INFORMATION SUPPLIED>

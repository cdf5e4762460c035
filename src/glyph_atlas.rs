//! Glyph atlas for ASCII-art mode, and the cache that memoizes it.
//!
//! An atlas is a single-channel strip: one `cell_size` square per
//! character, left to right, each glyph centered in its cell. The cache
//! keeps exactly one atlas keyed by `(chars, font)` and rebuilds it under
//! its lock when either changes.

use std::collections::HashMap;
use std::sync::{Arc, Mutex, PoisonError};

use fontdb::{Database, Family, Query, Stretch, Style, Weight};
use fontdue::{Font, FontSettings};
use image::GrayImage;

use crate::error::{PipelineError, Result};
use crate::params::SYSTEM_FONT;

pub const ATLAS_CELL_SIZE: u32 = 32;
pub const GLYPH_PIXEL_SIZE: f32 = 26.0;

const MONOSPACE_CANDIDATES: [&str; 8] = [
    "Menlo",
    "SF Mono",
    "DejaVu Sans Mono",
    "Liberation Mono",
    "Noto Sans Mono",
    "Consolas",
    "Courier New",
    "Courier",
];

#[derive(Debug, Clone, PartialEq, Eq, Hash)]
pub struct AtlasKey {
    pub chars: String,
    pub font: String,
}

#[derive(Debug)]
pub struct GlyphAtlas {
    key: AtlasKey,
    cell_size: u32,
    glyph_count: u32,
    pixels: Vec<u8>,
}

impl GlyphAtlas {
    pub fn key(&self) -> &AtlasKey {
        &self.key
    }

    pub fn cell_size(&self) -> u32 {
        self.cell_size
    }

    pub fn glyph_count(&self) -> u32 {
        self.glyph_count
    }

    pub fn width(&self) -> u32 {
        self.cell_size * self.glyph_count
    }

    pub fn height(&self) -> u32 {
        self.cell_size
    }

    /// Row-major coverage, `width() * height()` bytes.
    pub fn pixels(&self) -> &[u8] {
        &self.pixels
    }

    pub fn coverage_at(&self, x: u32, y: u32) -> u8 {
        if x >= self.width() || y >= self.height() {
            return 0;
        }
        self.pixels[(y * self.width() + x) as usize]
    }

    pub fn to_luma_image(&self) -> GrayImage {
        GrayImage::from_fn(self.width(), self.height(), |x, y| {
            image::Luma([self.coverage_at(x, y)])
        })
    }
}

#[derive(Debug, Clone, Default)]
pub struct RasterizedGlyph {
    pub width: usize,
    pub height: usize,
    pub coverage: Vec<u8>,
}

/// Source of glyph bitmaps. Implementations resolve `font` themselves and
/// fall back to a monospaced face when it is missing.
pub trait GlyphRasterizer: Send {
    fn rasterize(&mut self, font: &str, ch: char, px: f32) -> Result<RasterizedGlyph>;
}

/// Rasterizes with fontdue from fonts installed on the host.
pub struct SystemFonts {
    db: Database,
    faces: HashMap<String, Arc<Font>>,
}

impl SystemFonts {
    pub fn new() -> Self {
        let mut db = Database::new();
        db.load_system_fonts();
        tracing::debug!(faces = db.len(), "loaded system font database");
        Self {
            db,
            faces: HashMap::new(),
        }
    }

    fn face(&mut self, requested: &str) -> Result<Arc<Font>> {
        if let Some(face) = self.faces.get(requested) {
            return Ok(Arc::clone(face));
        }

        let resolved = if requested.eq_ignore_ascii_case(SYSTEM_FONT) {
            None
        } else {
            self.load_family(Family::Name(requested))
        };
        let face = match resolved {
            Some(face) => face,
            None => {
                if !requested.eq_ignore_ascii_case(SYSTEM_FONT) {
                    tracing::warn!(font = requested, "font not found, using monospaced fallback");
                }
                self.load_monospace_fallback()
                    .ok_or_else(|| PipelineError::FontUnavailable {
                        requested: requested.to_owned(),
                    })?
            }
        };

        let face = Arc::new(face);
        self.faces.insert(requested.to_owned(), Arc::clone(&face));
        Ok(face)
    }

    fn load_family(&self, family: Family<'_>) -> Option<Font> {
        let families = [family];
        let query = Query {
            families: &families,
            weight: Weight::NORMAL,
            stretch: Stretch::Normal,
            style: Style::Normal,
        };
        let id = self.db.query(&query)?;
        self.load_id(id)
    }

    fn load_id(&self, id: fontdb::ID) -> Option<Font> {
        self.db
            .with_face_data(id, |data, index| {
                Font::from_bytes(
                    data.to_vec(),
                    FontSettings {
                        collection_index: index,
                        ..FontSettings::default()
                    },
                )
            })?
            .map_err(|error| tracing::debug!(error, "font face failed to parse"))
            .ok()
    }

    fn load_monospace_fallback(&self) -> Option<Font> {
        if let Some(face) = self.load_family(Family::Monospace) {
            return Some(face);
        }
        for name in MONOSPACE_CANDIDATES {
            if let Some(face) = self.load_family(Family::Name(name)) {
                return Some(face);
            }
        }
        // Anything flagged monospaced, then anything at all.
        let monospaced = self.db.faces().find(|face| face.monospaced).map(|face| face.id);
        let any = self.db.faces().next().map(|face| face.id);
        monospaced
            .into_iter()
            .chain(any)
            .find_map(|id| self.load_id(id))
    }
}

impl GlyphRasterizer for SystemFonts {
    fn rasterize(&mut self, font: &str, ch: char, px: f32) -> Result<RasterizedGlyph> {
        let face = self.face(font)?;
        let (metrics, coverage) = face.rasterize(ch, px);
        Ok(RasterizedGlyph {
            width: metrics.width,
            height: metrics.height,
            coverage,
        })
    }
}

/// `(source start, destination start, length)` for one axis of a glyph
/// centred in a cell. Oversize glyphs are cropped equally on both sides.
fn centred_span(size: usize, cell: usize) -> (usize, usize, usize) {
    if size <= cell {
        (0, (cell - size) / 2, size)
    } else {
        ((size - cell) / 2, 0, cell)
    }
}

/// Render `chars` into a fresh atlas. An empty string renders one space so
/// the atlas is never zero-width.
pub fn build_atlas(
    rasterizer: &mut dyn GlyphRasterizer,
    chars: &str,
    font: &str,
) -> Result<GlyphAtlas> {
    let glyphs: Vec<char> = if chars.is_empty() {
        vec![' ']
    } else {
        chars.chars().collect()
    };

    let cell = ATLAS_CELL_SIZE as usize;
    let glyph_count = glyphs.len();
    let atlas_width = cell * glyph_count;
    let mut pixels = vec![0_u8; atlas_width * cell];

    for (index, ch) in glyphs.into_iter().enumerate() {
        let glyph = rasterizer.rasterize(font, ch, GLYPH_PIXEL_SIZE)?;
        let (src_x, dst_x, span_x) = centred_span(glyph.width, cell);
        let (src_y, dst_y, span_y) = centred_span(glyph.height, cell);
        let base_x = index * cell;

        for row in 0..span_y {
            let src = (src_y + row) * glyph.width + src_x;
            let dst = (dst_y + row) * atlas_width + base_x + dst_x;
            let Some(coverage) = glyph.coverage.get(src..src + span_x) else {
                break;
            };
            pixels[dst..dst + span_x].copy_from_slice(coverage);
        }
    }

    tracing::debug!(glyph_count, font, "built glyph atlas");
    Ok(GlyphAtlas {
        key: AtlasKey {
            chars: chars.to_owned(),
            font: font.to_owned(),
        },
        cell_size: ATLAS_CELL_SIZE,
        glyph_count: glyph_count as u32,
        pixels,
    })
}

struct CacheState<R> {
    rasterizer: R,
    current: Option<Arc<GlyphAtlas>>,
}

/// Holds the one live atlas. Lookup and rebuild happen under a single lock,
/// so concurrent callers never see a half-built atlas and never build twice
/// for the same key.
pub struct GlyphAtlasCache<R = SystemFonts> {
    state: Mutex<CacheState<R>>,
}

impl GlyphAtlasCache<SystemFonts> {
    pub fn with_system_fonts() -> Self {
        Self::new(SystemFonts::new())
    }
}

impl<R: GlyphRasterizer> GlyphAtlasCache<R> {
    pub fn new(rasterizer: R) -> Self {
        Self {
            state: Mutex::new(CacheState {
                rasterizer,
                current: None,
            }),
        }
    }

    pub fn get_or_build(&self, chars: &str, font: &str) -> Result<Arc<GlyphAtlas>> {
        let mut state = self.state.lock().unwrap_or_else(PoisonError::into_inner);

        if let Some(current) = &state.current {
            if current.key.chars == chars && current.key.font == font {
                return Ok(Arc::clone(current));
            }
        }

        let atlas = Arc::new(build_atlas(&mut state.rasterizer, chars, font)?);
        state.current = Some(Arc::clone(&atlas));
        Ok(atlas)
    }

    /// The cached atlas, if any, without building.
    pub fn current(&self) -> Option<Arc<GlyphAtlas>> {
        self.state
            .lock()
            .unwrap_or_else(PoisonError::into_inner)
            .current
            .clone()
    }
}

EXERCISE BRIEF> Above are the entries. Quote exactly the lines from the one bearing "let cell = ATLAS_CELL_SIZE as usize;" through the one bearing "let src = (src_y".

OUTPUT OF THE EXERCISE>
    let cell = ATLAS_CELL_SIZE as usize;
    let glyph_count = glyphs.len();
    let atlas_width = cell * glyph_count;
    let mut pixels = vec![0_u8; atlas_width * cell];

    for (index, ch) in glyphs.into_iter().enumerate() {
        let glyph = rasterizer.rasterize(font, ch, GLYPH_PIXEL_SIZE)?;
        let (src_x, dst_x, span_x) = centred_span(glyph.width, cell);
        let (src_y, dst_y, span_y) = centred_span(glyph.height, cell);
        let base_x = index * cell;

        for row in 0..span_y {
            let src = (src_y + row) * glyph.width + src_x;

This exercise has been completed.